#### [Task requirements]
In how many lines of the listing below does the word "collapsed" occur? Say only the number.

#### [Task material]
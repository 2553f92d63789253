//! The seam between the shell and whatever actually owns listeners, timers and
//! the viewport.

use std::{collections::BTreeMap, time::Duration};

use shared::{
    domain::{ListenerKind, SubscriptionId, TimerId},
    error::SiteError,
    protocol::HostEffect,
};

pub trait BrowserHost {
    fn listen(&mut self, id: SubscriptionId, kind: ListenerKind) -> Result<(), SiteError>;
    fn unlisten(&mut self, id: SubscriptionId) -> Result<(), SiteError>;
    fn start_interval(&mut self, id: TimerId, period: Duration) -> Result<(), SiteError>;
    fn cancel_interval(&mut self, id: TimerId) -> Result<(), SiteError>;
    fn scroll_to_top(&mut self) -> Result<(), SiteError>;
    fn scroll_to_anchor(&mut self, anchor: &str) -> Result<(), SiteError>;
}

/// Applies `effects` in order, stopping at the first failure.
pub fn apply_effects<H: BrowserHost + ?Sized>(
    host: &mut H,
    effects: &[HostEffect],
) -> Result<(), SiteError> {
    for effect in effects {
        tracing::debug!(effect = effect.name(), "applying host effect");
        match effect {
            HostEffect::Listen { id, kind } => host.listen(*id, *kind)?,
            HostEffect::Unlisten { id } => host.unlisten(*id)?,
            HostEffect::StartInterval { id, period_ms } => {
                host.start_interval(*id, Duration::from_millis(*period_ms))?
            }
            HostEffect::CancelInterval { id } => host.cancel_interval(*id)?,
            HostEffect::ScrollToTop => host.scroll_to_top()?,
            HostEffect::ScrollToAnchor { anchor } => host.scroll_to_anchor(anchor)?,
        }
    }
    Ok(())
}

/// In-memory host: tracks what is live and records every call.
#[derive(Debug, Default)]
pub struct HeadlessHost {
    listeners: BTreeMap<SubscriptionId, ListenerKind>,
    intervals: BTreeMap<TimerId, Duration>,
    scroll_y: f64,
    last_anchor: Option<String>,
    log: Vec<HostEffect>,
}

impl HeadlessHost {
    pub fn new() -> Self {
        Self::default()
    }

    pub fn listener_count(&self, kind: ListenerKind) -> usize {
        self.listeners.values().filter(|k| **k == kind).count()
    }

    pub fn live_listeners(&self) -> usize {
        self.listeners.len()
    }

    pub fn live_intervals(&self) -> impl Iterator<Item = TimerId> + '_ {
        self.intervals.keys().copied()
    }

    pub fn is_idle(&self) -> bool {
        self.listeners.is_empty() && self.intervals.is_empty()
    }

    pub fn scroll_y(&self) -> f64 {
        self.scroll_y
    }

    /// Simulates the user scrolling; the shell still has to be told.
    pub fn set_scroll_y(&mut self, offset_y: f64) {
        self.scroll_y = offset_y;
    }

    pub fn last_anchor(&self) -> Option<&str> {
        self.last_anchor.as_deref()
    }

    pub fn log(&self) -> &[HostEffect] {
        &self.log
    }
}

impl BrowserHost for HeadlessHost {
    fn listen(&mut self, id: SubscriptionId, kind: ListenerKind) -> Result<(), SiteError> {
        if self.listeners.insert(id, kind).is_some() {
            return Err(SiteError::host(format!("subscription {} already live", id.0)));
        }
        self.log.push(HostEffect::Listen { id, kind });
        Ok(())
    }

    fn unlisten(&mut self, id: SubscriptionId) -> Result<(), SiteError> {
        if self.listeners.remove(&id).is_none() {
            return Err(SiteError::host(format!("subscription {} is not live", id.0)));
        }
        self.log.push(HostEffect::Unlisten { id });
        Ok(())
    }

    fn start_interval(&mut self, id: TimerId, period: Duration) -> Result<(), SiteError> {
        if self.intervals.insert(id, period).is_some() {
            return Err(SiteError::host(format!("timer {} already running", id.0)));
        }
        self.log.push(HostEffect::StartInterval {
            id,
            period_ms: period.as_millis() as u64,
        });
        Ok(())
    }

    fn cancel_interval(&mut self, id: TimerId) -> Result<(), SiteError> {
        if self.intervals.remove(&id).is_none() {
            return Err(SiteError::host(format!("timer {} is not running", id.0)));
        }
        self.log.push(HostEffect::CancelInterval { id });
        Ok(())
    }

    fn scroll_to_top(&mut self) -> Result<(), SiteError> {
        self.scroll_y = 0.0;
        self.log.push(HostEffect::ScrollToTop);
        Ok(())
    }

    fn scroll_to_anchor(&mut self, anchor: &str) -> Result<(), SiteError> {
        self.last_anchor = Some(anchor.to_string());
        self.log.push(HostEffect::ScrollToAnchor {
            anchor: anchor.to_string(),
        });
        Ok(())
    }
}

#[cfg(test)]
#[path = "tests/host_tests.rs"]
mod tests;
* * *
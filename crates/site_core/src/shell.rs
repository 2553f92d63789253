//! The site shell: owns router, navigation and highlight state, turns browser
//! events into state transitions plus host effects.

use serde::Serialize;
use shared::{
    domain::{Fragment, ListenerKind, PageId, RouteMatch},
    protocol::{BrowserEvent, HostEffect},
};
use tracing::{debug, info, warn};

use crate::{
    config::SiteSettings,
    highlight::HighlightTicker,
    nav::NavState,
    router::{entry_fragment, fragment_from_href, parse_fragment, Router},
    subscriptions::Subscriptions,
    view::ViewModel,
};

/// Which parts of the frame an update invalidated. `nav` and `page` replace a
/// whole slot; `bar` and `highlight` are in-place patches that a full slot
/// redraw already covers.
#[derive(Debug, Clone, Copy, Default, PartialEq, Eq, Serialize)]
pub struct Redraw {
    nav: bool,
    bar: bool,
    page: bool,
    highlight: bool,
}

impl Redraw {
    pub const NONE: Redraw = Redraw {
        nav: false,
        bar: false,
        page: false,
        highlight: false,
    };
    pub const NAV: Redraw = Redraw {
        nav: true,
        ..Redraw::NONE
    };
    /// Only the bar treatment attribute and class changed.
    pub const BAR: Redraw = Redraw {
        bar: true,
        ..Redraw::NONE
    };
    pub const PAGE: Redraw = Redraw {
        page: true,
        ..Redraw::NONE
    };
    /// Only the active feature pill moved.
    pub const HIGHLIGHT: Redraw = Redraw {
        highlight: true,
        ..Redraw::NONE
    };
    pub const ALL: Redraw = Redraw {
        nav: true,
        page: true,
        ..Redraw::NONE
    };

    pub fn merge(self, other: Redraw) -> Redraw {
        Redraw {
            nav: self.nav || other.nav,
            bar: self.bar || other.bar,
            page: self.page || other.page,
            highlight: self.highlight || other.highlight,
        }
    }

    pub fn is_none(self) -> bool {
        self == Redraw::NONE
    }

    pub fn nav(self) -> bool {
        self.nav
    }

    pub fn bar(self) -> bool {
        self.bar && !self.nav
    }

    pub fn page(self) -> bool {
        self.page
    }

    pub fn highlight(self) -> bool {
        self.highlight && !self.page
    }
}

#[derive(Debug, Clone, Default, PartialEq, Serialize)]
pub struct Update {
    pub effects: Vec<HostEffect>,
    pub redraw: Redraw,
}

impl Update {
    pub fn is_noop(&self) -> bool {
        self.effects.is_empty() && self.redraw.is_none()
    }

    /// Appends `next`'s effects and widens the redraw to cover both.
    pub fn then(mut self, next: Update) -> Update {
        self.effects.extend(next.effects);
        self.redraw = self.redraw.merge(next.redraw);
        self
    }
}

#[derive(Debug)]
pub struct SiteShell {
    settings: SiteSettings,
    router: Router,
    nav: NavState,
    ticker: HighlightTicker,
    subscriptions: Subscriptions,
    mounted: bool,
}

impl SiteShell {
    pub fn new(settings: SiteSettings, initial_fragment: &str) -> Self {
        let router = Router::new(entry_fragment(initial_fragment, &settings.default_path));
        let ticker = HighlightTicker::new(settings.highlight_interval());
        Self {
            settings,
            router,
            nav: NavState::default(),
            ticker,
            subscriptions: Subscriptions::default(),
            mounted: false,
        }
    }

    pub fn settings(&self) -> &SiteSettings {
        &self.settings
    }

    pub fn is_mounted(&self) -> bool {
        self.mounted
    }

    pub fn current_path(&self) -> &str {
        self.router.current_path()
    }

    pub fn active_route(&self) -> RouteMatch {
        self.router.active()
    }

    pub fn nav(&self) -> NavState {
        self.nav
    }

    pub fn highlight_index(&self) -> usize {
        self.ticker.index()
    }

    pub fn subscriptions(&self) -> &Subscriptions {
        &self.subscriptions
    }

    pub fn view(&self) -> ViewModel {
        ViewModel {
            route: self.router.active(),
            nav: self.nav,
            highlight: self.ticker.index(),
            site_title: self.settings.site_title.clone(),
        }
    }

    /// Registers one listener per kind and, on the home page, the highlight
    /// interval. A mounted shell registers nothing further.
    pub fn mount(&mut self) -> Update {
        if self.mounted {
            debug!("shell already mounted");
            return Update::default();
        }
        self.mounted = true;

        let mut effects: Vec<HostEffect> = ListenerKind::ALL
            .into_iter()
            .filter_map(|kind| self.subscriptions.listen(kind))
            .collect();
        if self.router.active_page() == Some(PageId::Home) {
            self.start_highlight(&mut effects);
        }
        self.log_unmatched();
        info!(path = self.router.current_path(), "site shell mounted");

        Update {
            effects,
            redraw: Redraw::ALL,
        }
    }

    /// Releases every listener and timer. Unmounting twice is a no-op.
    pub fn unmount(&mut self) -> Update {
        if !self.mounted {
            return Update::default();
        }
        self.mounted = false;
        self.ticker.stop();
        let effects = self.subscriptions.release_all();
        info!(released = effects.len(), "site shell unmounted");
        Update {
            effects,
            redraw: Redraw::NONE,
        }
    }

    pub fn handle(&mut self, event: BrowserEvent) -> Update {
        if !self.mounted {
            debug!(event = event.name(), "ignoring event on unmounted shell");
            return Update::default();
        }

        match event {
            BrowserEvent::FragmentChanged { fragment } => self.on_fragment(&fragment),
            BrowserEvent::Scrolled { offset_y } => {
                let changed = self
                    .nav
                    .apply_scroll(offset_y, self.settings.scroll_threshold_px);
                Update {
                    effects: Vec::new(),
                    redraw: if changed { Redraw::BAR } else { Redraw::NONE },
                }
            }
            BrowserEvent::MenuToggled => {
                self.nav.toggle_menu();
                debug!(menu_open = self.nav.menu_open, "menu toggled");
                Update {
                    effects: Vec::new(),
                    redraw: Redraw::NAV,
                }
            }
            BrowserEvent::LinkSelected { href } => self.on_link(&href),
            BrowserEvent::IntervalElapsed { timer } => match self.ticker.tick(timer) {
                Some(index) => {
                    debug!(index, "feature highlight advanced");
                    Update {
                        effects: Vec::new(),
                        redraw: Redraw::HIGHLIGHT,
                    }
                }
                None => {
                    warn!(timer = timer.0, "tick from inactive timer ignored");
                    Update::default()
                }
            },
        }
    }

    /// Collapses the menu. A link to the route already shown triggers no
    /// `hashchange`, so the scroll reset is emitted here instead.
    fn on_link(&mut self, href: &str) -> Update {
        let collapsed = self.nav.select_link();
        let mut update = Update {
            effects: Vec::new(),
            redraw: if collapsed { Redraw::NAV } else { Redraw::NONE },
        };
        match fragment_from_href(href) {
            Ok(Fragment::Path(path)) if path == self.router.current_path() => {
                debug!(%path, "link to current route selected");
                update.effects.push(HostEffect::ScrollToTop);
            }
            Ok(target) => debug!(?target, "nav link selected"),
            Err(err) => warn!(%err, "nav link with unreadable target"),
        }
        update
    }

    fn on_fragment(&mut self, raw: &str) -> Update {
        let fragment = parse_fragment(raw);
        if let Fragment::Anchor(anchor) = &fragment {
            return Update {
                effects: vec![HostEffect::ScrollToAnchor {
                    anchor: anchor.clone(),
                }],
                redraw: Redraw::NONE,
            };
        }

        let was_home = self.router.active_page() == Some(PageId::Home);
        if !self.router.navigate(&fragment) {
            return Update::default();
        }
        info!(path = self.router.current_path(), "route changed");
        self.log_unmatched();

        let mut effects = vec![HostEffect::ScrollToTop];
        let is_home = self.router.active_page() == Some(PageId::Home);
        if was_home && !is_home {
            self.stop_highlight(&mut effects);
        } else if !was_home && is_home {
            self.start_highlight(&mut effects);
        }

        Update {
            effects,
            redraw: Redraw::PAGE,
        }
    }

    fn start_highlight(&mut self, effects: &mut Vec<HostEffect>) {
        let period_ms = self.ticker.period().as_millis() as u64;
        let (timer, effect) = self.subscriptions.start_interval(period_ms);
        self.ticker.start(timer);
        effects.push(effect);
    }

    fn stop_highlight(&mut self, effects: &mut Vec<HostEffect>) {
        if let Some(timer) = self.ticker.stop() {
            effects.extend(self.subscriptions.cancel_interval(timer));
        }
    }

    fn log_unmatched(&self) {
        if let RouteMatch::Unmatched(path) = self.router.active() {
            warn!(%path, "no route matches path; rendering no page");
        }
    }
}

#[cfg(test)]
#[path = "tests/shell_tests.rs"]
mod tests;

#### [Written solution]
2